One of the last times Kevin Tarver, Sr., recalls speaking with his son, they were standing together in front of what was left of his son’s red four-door Kia Spectra sedan.
97225875_10220191399088510_6131107987323879424_n (1)

One of the last times Kevin Tarver, Sr., recalls speaking with his son, they were standing together in front of what was left of his son’s red four-door Kia Spectra sedan. The mangled mess in front of them looked more like a crushed aluminum can than the pride and joy of his son who bought the car with the money he made working two jobs while attending school. The front tires were deflated and the hood was mashed in like an accordion. Splotches of mud encased parts of the vehicle and the back window was busted out. The airbags were deployed and bloodied, and the top of the car was dented over the shattered front windshield.

"Look at that car," Tarver told his son. “What are the odds you survived that?” 

Tarver's son leaned in through one of the twisted doors to see what personal effects he could salvage from inside the car. He seemed tired. His head was still swollen along a line of fresh stitches. The dark shades he was wearing concealed some of the scratches and bruising on his face. A slight grimace revealed a chipped tooth. 

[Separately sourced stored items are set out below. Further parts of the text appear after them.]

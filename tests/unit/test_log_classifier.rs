//! Unit tests for the log line classifier

use mcstarter::models::{Dialect, LineEvent};
use mcstarter::{ClassifyContext, LogLevel, LogLineClassifier, ServerStatus};

fn opening() -> ClassifyContext {
    ClassifyContext::new(ServerStatus::Opening, true)
}

fn open() -> ClassifyContext {
    ClassifyContext::new(ServerStatus::Open, true)
}

#[cfg(test)]
mod dialect_tests {
    use super::*;

    #[test]
    fn test_bracketed_clock_info() {
        let parsed = LogLineClassifier::new().classify("[08:15:42] [INFO]: msg", &opening());
        assert_eq!(parsed.timestamp_text, "[08:15:42]");
        assert_eq!(parsed.level, LogLevel::Info);
        assert_eq!(parsed.message, "msg");
        assert!(!parsed.rejected);
    }

    #[test]
    fn test_full_date_server_thread_warn() {
        let parsed = LogLineClassifier::new()
            .classify("2016-02-01 10:00:00 [Server thread/WARN]: msg", &opening());
        assert_eq!(parsed.timestamp_text, "2016-02-01 10:00:00");
        assert_eq!(parsed.level, LogLevel::Warn);
        assert_eq!(parsed.level_name_raw, "WARN");
        assert_eq!(parsed.message, "msg");
        assert_eq!(parsed.dialect, Dialect::DateTime);
    }

    #[test]
    fn test_spigot_error() {
        let parsed = LogLineClassifier::new().classify("[10:00:00 ERROR]: boom", &opening());
        assert_eq!(parsed.level, LogLevel::Error);
        assert_eq!(parsed.message, "boom");
        assert_eq!(parsed.dialect, Dialect::Spigot);
    }

    #[test]
    fn test_warning_token_keeps_raw_name() {
        let parsed = LogLineClassifier::new().classify("[10:00:00] [WARNING]: low memory", &open());
        assert_eq!(parsed.level, LogLevel::Warn);
        assert_eq!(parsed.level_name_raw, "WARNING");
    }

    #[test]
    fn test_shutdown_thread() {
        let parsed = LogLineClassifier::new()
            .classify("[23:59:59] [Server Shutdown Thread/INFO]: Stopping server", &open());
        assert_eq!(parsed.level, LogLevel::Info);
        assert_eq!(parsed.message, "Stopping server");
    }

    #[test]
    fn test_unrecognized_line_passes_through() {
        let line = "Loading libraries, please wait...";
        let parsed = LogLineClassifier::new().classify(line, &open());
        assert!(parsed.timestamp_text.is_empty());
        assert!(parsed.level_name_raw.is_empty());
        assert_eq!(parsed.level, LogLevel::Unknown);
        assert_eq!(parsed.message, line);
        assert!(!parsed.rejected);
        assert!(parsed.event.is_none());
    }

    #[test]
    fn test_indented_timestamp_is_not_a_timestamp() {
        let line = " [10:00:00] [INFO]: Done (1.0s)!";
        let parsed = LogLineClassifier::new().classify(line, &opening());
        assert_eq!(parsed.message, line);
        assert!(parsed.event.is_none());
    }

    #[test]
    fn test_timestamp_with_unknown_token() {
        let parsed = LogLineClassifier::new().classify("[10:00:00] [TRACE]: chatter  ", &open());
        assert_eq!(parsed.timestamp_text, "[10:00:00]");
        assert_eq!(parsed.level, LogLevel::Unknown);
        assert_eq!(parsed.message, "[TRACE]: chatter");
    }

    #[test]
    fn test_level_needs_exactly_one_space() {
        let parsed = LogLineClassifier::new().classify("[10:00:00]  [INFO]: two spaces", &open());
        assert!(!parsed.has_level());
        assert!(parsed.has_timestamp());
    }

    #[test]
    fn test_unicode_is_preserved() {
        let parsed =
            LogLineClassifier::new().classify("[10:00:00] [INFO]: <Jörg> grüße ✓", &open());
        assert_eq!(parsed.message, "<Jörg> grüße ✓");
    }
}

#[cfg(test)]
mod event_tests {
    use super::*;

    #[test]
    fn test_ready_detection() {
        let parsed = LogLineClassifier::new()
            .classify("[10:00:05] [INFO]: Done (5.2s)! For help, type \"help\"", &opening());
        assert_eq!(parsed.event, Some(LineEvent::Ready));
    }

    #[test]
    fn test_ready_ignored_when_open() {
        let parsed = LogLineClassifier::new().classify("[10:00:05] [INFO]: Done (5.2s)!", &open());
        assert!(parsed.event.is_none());
    }

    #[test]
    fn test_legacy_ready_without_separator() {
        let parsed =
            LogLineClassifier::new().classify("[10:00:00] [INFO] Done (3s)", &opening());
        assert_eq!(parsed.message, "Done (3s)");
        assert_eq!(parsed.event, Some(LineEvent::Ready));
    }

    #[test]
    fn test_spigot_ready() {
        let parsed = LogLineClassifier::new()
            .classify("[10:00:05 INFO]: Done (12.004s)! For help, type \"help\"", &opening());
        assert_eq!(parsed.event, Some(LineEvent::Ready));
    }

    #[test]
    fn test_chat_cannot_fake_ready() {
        let parsed = LogLineClassifier::new()
            .classify("[10:00:05] [INFO]: <Mallory> Done (1s)!", &opening());
        assert!(parsed.event.is_none());
    }

    #[test]
    fn test_player_join_and_leave() {
        let classifier = LogLineClassifier::new();
        let joined = classifier.classify(
            "[10:00:10] [INFO]: Steve[/127.0.0.1:52314] logged in with entity id 42",
            &open(),
        );
        assert_eq!(joined.event, Some(LineEvent::PlayerJoined("Steve".to_string())));

        let left = classifier.classify("[10:00:20] [INFO]: Steve lost connection: disconnect", &open());
        assert_eq!(left.event, Some(LineEvent::PlayerLeft("Steve".to_string())));
    }

    #[test]
    fn test_join_with_space_before_address() {
        let parsed = LogLineClassifier::new()
            .classify("2013-05-01 12:00:00 [INFO] Notch [/10.0.0.5:1234] logged in", &open());
        assert_eq!(parsed.event, Some(LineEvent::PlayerJoined("Notch".to_string())));
    }

    #[test]
    fn test_players_ignored_while_opening() {
        let parsed = LogLineClassifier::new()
            .classify("[10:00:10] [INFO]: Steve[/127.0.0.1:52314] logged in", &opening());
        assert!(parsed.event.is_none());
    }

    #[test]
    fn test_chat_cannot_fake_leave() {
        let parsed = LogLineClassifier::new()
            .classify("[10:00:20] [INFO]: <Mallory> Steve lost connection", &open());
        assert!(parsed.event.is_none());
    }
}

#[cfg(test)]
mod command_block_tests {
    use super::*;

    #[test]
    fn test_server_identity_is_kept() {
        let parsed = LogLineClassifier::new().classify("[10:00:00] [INFO]: [@]: did something", &open());
        assert!(!parsed.rejected);
        assert_eq!(parsed.message, "[@]: did something");
    }

    #[test]
    fn test_server_name_is_kept() {
        let parsed = LogLineClassifier::new().classify("[10:00:00] [INFO]: [Server] Hello", &open());
        assert!(!parsed.rejected);
    }

    #[test]
    fn test_other_token_is_rejected() {
        let parsed =
            LogLineClassifier::new().classify("[10:00:00] [INFO]: [SomePlayer]: did something", &open());
        assert!(parsed.rejected);
        assert!(parsed.event.is_none());
    }

    #[test]
    fn test_rejection_needs_suppression_enabled() {
        let ctx = ClassifyContext::new(ServerStatus::Open, false);
        let parsed =
            LogLineClassifier::new().classify("[10:00:00] [INFO]: [SomePlayer]: did something", &ctx);
        assert!(!parsed.rejected);
    }

    #[test]
    fn test_rejection_only_while_open() {
        let parsed = LogLineClassifier::new()
            .classify("[10:00:00] [INFO]: [SomePlayer]: did something", &opening());
        assert!(!parsed.rejected);
    }

    #[test]
    fn test_bracket_away_from_index_is_kept() {
        let parsed = LogLineClassifier::new()
            .classify("[10:00:00] [INFO]: <Alex> [SomePlayer] hi", &open());
        assert!(!parsed.rejected);
    }
}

It was a January afternoon, a couple of days before the start of the spring semester and just six days after Darius "DJ" Tarver was involved in a rollover accident in Denton. It took first responders two hours to cut him out of his crumpled car as he lay unresponsive at the scene. He didn’t remember much about what happened.

But his father certainly can’t forget the two phone calls he missed before calling back to get the horrible news. It had been snowing and sleeting. He jumped in his car and drove through the ice and rain, passing other accidents along the way to find Darius at a Denton hospital, surrounded in a maze of tubes for breathing support. His son was heavily sedated and coming in and out of consciousness but “never in his right mind even so far as being on restraints,” his father wrote in a Jan. 13 Facebook post.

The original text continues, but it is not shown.